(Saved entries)
-- -- --

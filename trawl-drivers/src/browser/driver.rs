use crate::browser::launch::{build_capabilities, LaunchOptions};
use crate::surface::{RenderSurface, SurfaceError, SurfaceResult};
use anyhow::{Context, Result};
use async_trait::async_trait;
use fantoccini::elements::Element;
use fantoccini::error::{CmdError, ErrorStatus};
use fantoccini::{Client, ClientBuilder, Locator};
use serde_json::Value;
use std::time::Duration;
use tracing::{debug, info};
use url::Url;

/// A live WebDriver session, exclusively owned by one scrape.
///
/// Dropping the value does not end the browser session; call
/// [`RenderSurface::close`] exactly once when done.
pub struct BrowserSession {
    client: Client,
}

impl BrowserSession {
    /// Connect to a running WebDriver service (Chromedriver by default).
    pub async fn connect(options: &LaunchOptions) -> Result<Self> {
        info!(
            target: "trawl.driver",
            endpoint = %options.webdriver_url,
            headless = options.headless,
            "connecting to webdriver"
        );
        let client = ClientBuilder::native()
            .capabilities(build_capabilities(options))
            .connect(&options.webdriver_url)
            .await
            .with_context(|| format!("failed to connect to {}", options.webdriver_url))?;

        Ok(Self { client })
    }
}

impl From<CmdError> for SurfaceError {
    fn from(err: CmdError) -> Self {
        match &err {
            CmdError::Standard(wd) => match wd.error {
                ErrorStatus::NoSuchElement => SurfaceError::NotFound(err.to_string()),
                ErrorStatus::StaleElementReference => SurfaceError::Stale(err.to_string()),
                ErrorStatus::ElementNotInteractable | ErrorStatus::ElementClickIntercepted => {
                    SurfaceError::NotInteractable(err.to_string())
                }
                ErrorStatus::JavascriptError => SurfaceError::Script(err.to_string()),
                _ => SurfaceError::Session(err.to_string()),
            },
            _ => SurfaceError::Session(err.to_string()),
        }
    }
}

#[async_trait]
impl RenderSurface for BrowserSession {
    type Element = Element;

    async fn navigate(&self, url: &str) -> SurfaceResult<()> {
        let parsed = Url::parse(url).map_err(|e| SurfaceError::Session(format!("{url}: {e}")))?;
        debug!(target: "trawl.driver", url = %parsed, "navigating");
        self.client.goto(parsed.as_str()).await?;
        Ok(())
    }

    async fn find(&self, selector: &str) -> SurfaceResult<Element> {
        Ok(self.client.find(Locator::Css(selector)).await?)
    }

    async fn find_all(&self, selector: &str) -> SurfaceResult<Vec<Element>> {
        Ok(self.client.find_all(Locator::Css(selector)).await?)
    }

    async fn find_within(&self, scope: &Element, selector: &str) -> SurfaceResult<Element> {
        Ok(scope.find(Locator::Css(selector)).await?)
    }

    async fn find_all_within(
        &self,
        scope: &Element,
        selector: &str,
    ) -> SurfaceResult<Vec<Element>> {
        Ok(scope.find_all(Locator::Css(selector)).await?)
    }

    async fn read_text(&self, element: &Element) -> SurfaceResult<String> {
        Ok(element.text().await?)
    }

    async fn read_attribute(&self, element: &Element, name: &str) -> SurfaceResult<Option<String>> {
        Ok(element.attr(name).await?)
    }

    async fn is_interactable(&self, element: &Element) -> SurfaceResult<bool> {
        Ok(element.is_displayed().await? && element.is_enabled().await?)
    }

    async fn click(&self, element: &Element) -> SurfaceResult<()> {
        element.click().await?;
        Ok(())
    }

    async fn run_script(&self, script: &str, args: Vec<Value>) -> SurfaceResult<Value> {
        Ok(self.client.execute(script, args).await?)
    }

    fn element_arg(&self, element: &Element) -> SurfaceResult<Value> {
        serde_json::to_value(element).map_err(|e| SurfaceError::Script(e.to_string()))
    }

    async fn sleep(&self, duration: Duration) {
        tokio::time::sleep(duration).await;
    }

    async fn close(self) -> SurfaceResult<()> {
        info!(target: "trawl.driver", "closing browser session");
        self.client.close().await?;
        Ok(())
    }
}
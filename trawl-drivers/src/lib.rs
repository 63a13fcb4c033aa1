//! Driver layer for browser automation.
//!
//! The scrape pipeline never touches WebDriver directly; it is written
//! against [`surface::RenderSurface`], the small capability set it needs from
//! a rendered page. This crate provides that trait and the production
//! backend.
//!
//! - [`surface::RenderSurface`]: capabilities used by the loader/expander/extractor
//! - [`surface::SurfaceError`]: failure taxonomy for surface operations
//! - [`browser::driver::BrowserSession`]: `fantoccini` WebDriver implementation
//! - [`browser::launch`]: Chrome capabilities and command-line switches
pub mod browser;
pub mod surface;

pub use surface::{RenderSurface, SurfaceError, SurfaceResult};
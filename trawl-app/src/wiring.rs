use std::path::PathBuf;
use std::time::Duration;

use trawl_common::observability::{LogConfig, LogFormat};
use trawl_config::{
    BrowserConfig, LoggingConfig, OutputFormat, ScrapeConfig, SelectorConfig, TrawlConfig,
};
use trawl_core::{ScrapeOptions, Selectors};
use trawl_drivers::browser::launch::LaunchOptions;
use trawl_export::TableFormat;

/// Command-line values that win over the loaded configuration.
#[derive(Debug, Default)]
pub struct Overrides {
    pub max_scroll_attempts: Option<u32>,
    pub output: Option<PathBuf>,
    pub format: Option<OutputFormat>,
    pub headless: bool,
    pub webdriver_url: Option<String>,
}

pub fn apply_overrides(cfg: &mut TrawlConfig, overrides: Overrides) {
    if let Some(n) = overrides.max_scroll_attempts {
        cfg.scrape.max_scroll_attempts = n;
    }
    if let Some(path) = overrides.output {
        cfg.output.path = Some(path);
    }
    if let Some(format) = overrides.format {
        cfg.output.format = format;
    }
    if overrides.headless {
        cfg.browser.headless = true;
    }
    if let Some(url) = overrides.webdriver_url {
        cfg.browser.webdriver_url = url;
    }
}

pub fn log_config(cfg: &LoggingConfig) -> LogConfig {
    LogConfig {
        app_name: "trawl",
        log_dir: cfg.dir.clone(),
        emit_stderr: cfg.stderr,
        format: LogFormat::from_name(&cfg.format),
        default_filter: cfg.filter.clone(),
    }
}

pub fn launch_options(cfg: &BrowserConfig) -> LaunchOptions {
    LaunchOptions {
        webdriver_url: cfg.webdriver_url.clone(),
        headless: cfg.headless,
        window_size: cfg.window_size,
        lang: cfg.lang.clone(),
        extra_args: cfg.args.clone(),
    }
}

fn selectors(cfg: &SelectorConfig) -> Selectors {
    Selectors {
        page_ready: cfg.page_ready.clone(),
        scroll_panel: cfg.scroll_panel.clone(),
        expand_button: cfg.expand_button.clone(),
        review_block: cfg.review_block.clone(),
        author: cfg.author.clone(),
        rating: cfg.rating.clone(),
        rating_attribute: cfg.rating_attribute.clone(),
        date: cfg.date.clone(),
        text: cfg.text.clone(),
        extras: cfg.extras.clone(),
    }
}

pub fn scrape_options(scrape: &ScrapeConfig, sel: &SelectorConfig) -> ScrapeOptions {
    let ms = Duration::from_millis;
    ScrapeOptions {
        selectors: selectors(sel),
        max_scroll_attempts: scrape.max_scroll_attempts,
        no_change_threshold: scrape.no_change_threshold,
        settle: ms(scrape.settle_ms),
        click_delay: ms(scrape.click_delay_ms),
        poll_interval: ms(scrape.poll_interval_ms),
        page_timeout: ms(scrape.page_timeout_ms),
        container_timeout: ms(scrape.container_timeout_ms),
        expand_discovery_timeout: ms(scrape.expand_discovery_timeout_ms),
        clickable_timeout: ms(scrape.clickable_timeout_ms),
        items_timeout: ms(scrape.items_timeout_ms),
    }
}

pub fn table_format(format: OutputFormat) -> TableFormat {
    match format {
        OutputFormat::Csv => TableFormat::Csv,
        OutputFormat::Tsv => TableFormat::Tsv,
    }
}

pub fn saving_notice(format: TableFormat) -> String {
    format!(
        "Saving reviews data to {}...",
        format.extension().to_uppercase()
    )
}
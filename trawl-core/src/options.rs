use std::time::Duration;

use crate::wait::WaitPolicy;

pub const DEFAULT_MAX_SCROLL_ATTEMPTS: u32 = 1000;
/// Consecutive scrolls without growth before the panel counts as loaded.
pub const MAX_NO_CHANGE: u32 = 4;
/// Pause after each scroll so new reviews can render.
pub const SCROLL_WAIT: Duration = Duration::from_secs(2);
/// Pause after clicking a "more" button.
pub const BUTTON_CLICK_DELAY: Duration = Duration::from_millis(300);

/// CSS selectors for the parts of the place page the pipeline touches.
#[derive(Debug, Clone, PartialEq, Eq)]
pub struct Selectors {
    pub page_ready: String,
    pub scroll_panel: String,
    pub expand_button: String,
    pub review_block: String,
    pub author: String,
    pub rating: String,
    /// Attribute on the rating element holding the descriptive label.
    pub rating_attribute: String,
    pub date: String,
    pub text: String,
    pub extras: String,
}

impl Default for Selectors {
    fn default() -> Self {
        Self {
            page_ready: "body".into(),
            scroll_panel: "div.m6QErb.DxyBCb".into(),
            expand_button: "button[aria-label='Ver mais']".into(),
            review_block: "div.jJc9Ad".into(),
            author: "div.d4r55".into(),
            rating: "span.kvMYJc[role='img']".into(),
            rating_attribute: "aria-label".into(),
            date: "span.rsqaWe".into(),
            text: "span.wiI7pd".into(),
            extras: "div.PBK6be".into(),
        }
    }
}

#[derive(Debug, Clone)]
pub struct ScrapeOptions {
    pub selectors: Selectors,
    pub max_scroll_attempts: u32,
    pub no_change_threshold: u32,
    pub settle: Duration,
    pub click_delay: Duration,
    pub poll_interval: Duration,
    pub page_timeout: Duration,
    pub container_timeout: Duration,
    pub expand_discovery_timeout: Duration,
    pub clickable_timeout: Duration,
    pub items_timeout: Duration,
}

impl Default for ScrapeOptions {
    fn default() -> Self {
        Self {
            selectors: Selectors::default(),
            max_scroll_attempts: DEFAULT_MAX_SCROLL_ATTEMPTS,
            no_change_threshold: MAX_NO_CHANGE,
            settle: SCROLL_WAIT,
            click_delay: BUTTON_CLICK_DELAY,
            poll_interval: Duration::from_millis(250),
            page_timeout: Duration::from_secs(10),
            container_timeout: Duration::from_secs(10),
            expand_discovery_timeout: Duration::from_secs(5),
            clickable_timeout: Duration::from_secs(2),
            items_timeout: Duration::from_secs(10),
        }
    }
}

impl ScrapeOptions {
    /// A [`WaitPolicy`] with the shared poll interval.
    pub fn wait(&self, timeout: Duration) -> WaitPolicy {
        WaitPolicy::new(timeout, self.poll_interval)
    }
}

-- -- --

■ **Description of the task**:
In the records above, find each line with the string "TrawlConfig" and list it.

■ **Answer to the exercise**:
    BrowserConfig, LoggingConfig, OutputFormat, ScrapeConfig, SelectorConfig, TrawlConfig,
pub fn apply_overrides(cfg: &mut TrawlConfig, overrides: Overrides) {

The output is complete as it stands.